BIOS

As always, rather than trying to capture everything with photos I’ve gone through all of the BIOS options one by one and put it all together on video. It is a basic video with no voice over just for me to talk about a little here. I booted into the advanced mode right out of the hole. I’ve talked a lot about this in the past but Asus and a lot of other companies provide the EzMode to protect inexperienced users from having access to anything that could cause damage but then most of the time on my first boot I boot into the advanced mode bypassing it all. The landing page is your favorites page, you can add things to this for a quick jump in to change things. By default memory frequency is on here, as our voltages and a few boot options. Over on the right side, you have a hardware monitor with frequencies, temps, and voltages for the memory and CPU. This shows up on all pages.

The main tab up top gets you the BIOS version information as well as some basic info on your system like memory capacity and CPU. You can also change the date and time or language here. From there the next tab up top is the Ai Tweaker tab. This is the overclocking area here you can get access to all of the voltage and timing settings. As you dive into the details you have a LOT of control here, especially with your memory and power control.
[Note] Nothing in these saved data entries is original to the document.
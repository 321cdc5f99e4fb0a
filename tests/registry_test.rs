//! Integration tests for registration, compilation and schema export.

use schemata::{
    CompiledSchema, Discriminator, RegistryError, Schema, SchemaRegistry, UnionMember, Value,
};
use serde_json::json;

#[test]
fn test_register_and_get() {
    let registry = SchemaRegistry::new();
    registry.register("Age", Schema::int().ge(0)).unwrap();

    assert!(registry.contains("Age"));
    assert!(registry.get("Age").is_some());
    assert!(registry.get("Name").is_none());
}

#[test]
fn test_duplicate_registration_is_rejected() {
    let registry = SchemaRegistry::new();
    registry.register("Age", Schema::int()).unwrap();

    let err = registry.register("Age", Schema::str()).unwrap_err();
    assert!(matches!(err, RegistryError::DuplicateName(ref name) if name == "Age"));
    assert_eq!(err.to_string(), "schema 'Age' already registered");
}

#[test]
fn test_compile_unknown_root() {
    let err = SchemaRegistry::new().compile("Ghost").unwrap_err();
    assert!(matches!(err, RegistryError::SchemaNotFound(ref name) if name == "Ghost"));
}

#[test]
fn test_unresolved_references_are_listed_sorted() {
    let registry = SchemaRegistry::new();
    registry
        .register_model(
            Schema::model("Order")
                .field("customer", Schema::reference("Customer"))
                .field("address", Schema::reference("Address")),
        )
        .unwrap();

    assert_eq!(registry.validate_refs(), vec!["Address", "Customer"]);

    let err = registry.compile("Order").unwrap_err();
    assert_eq!(err.to_string(), "unresolved references: Address, Customer");

    registry.register("Customer", Schema::str()).unwrap();
    registry.register("Address", Schema::str()).unwrap();
    assert!(registry.validate_refs().is_empty());
    assert!(registry.compile("Order").is_ok());
}

#[test]
fn test_clones_share_registrations() {
    let registry = SchemaRegistry::new();
    let handle = registry.clone();
    handle.register("Flag", Schema::bool()).unwrap();
    assert!(registry.contains("Flag"));
}

#[test]
fn test_compiled_schema_is_a_snapshot() {
    let registry = SchemaRegistry::new();
    registry.register("Id", Schema::int()).unwrap();
    let schema = registry.compile("Id").unwrap();

    registry.register("Late", Schema::str()).unwrap();
    assert_eq!(schema.arena().ids(), vec!["Id"]);
    assert_eq!(schema.root_id(), Some("Id"));
}

#[test]
fn test_tagged_union_members_need_tags() {
    let registry = SchemaRegistry::new();
    registry
        .register_model(Schema::model("Cat").field("kind", Schema::literal(["cat"])))
        .unwrap();

    let untagged = Schema::tagged_union(
        Discriminator::field("kind"),
        [UnionMember::new(Schema::reference("Cat"))],
    );
    let err = registry.compile_node(untagged).unwrap_err();
    assert!(matches!(err, RegistryError::UntaggedMember { .. }));

    let tagged = Schema::tagged_union(
        Discriminator::field("kind"),
        [UnionMember::new(Schema::reference("Cat")).tag("cat")],
    );
    let schema = registry.compile_node(tagged).unwrap();
    assert!(schema
        .validate(&Value::from(json!({"kind": "cat"})))
        .unwrap()
        .is_success());
}

#[test]
fn test_registered_name_wins_over_inline_model() {
    let registry = SchemaRegistry::new();
    registry
        .register_model(Schema::model("Point").field("x", Schema::int()).field("y", Schema::int()))
        .unwrap();

    let schema = registry
        .compile_node(Schema::list(Schema::model("Point").field("x", Schema::int())))
        .unwrap();
    let point = schema.arena().model("Point").unwrap();
    assert_eq!(point.resolved_fields().count(), 2);
}

#[test]
fn test_describe_lists_definitions() {
    let registry = SchemaRegistry::new();
    registry
        .register_model(
            Schema::model("Node")
                .field("value", Schema::int())
                .optional("next", Schema::nullable(Schema::reference("Node"))),
        )
        .unwrap();
    let schema = registry.compile("Node").unwrap();

    let tree = serde_json::to_value(schema.describe()).unwrap();
    assert_eq!(tree["root"], json!({"type": "ref", "id": "Node"}));

    let node = &tree["definitions"]["Node"];
    assert_eq!(node["type"], "model");
    assert_eq!(node["fields"][0]["name"], "value");
    assert_eq!(node["fields"][0]["required"], true);
    assert_eq!(node["fields"][1]["required"], false);
    assert_eq!(node["fields"][1]["schema"]["type"], "union");
    assert_eq!(
        node["fields"][1]["schema"]["members"][0]["schema"],
        json!({"type": "ref", "id": "Node"})
    );
}

#[test]
fn test_describe_inline_root() {
    let schema = CompiledSchema::new(Schema::list(Schema::literal(["a", "b"])).min_length(1)).unwrap();
    let tree = serde_json::to_value(schema.describe()).unwrap();

    assert_eq!(tree["root"]["type"], "sequence");
    assert_eq!(tree["root"]["constraints"], json!({"min_length": 1}));
    assert_eq!(tree["root"]["item"]["kind"], "literal");
    assert_eq!(tree["root"]["item"]["values"], json!(["a", "b"]));
    assert_eq!(tree["definitions"], json!({}));
}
The Advanced tab is the next section and this one is basically where you will find any other board, chipset, or peripheral setting that isn’t a normal overclocking setting. You can see that every subsystem is here like SATA, PCI settings, NIC, USB, and so on. The most important one is the AMD CBS down at the bottom and I forgot to click it. I missed it because it didn’t have an arrow indicating it was another page for some reason. But that is where you will get into the X470 chipset settings including some of the CPU settings needed to control turbo speeds.

The monitor tab basically lists out every sensor readout for all of your fans and temperature sensors onboard. Down at the bottom, you can also dive into the Q-Fan config. This lets you setup how fan profiles will act, turn on pump headers, and also run the configuration. There is a second place to get to Q-Fan controls up along the top or with F6, this is where you can map out fan cooling profiles. The Boot tab is the last normal tab and this is where all of your boot options are. Things like fast boot are here as well as configuring what your boot order and boot devices are.

The Tool tab is something a little different. These aren’t settings but rather additional software programs you can run right in the BIOS. The EZ Flash 3 Utility, for example, doesn’t show you how to flash yourself in public, no it lets you update the BIOS from right inside of the BIOS. It even lets you access the file from an already installed hard drive for simple downloading in windows then updating without a flash drive. Secure Erase is for doing low-level drive wipes, you know, in case you were mistaken on the EZ Flash before and took photos. Overclocking profiles are here, basically, you can save multiple profiles with different levels of overclocks for different room temps or to backup new profiles you are testing. The other two options basically just let you see in more detail what hardware you are running.

Up along the top, there are a few other options. For example, you can turn all Aura lighting on and off quickly. There is the Q-Fan Control that I already talked about. Then there is EZ Tuning Wizard. Asus brings out a wizard with his awesome hat and does magic, okay maybe they don’t go that far. But it does let you select a few basic things like what you use your PC for and what cooling you have and does a basic overclock for you. With the gaming setting, what I found for our 2700X was an estimated 2% with a factory box cooler, 5% with a tower air cooler, and 8% with water cooling using the wizard. The result was the same using daily computing as well. Not bad for almost no effort.

Lastly, I did jump into the EZ Mode to show everyone what it looks like. Basically, everything is on one page and there aren’t many drop down options. In fact, the only one is to turn on the DOCP aka AMDs version of XMP. You can see what you have for hardware in the top left, what fans are hooked up and how fast they are running, your fan profile, and even temps and voltages. Then boot order is drag and drop as this is the main thing inexperienced users might be looking for.

 

Log in to comment

VaporX's Avatar
VaporX replied the topic: #38525 26 May 2018 00:09
I am debating this board and the Prime X470 Pro, save a little money. The plan is to run a 2600X at stock settings, let the built in overclock do it job.